[Stored data]
::::

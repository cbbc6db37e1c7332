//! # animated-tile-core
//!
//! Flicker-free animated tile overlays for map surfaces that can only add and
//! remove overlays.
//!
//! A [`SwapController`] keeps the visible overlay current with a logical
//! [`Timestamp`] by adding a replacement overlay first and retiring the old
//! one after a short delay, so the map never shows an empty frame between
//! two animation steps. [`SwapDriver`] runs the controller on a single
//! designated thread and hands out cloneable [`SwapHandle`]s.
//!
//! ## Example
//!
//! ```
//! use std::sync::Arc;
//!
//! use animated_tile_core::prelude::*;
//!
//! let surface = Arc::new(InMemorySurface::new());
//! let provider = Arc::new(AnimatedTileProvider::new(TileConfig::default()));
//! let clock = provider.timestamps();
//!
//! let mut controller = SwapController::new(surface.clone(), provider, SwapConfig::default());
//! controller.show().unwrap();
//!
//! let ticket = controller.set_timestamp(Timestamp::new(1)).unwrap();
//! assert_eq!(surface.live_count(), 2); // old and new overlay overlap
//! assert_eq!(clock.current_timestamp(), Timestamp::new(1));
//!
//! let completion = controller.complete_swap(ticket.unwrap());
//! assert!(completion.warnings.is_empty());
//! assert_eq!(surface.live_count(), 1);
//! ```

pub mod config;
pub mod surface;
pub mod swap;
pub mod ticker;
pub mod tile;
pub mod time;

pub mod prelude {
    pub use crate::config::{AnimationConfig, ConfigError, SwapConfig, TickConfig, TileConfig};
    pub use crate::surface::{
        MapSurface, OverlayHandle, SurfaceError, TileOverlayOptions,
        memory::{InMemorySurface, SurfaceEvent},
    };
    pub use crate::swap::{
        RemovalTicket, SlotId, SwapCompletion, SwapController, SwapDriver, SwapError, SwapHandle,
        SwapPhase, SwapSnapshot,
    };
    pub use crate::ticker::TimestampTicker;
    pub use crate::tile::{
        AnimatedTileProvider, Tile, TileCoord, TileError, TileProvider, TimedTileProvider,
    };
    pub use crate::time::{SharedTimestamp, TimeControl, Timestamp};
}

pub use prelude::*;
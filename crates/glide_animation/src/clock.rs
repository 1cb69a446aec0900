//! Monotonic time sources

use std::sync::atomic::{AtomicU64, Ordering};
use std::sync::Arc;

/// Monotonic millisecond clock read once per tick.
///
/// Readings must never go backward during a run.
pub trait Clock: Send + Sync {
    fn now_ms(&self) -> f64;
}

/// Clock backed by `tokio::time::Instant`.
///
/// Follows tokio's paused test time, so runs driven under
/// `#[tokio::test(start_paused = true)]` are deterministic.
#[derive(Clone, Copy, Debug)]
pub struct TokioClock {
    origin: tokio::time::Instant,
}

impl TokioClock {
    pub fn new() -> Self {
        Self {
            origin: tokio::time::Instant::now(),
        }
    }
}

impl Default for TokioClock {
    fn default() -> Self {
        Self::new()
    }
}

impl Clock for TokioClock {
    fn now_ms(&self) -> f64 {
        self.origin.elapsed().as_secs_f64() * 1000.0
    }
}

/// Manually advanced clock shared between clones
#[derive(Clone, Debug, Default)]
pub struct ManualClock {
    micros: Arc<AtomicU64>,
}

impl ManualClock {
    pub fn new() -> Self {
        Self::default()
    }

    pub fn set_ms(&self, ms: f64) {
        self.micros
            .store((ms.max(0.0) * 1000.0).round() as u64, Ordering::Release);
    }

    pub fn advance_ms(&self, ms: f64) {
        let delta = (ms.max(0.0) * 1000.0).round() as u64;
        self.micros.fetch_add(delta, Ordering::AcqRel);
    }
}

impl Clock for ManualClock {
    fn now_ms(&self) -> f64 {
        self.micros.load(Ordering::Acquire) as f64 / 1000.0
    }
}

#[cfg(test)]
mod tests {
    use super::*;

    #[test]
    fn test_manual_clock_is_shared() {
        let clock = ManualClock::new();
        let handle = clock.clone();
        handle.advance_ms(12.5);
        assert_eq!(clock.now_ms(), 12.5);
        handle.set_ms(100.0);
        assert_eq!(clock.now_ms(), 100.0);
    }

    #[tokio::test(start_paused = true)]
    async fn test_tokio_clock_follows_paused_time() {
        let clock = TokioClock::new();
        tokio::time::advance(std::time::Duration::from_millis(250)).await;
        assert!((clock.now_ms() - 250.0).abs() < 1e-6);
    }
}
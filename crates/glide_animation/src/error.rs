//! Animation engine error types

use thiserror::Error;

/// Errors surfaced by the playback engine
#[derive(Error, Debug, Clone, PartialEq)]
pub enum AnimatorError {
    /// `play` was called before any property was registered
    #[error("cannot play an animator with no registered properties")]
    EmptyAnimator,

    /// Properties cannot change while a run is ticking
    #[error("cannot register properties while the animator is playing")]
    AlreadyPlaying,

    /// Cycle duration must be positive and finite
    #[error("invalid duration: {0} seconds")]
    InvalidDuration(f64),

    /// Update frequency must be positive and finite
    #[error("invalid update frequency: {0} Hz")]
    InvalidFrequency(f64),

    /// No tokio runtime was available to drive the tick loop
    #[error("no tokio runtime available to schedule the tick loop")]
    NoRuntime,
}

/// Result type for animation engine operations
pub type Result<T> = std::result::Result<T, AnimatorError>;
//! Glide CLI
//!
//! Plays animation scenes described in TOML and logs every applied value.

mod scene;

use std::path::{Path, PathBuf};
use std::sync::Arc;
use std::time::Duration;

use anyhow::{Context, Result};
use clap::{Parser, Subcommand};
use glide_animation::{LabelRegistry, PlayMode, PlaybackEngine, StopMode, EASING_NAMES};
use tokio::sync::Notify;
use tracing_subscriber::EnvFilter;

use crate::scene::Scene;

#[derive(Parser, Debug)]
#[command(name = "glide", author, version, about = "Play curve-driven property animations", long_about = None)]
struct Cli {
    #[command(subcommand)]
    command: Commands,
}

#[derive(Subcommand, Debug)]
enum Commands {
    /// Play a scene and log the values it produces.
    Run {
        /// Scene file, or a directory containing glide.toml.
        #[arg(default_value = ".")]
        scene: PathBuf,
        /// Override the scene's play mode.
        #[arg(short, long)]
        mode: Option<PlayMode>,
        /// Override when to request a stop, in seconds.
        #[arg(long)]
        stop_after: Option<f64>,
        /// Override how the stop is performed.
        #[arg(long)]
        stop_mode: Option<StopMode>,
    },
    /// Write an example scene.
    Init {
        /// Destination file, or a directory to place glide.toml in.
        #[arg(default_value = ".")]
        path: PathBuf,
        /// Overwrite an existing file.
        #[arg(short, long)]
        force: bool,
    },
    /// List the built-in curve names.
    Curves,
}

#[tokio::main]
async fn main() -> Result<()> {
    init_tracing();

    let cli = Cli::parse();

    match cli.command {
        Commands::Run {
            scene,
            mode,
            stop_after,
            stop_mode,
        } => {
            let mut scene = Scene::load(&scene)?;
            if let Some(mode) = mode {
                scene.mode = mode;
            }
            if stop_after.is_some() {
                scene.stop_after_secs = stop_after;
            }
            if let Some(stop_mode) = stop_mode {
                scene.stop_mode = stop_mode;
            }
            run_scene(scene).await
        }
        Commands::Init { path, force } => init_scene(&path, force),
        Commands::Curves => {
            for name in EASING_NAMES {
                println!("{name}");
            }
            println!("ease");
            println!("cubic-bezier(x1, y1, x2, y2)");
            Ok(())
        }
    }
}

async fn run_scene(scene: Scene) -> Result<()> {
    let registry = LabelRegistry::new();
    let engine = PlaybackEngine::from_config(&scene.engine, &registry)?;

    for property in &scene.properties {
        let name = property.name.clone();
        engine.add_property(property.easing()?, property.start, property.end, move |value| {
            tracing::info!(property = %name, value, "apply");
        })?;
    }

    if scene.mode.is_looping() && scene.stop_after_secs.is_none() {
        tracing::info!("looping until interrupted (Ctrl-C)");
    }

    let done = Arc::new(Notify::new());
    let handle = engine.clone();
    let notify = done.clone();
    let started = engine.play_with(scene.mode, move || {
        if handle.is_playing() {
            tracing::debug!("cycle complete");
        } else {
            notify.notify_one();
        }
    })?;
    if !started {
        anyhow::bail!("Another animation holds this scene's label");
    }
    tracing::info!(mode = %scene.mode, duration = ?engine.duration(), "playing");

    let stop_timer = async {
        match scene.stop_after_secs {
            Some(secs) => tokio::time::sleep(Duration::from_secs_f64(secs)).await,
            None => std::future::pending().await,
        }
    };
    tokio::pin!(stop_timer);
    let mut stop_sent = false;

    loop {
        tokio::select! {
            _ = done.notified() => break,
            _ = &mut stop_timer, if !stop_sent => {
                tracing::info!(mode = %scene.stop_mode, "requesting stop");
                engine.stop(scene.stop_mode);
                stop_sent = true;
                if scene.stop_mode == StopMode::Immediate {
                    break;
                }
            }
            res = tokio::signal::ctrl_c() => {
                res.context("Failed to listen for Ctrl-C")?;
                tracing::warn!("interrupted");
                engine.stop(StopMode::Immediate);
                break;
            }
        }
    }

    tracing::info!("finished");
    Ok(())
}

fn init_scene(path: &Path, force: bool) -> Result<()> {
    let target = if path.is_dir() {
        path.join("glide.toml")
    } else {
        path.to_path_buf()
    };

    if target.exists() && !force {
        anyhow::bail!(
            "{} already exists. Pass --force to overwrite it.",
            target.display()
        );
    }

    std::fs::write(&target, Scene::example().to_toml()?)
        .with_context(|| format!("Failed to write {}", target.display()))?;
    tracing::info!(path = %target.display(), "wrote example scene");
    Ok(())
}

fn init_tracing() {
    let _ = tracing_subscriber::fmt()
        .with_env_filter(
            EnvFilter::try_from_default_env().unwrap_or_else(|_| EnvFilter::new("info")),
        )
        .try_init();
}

::::

**What is expected:**
The response should consist of the number of lines in the data that hold the word "Parser", with nothing added.

**Exercise solution:**
2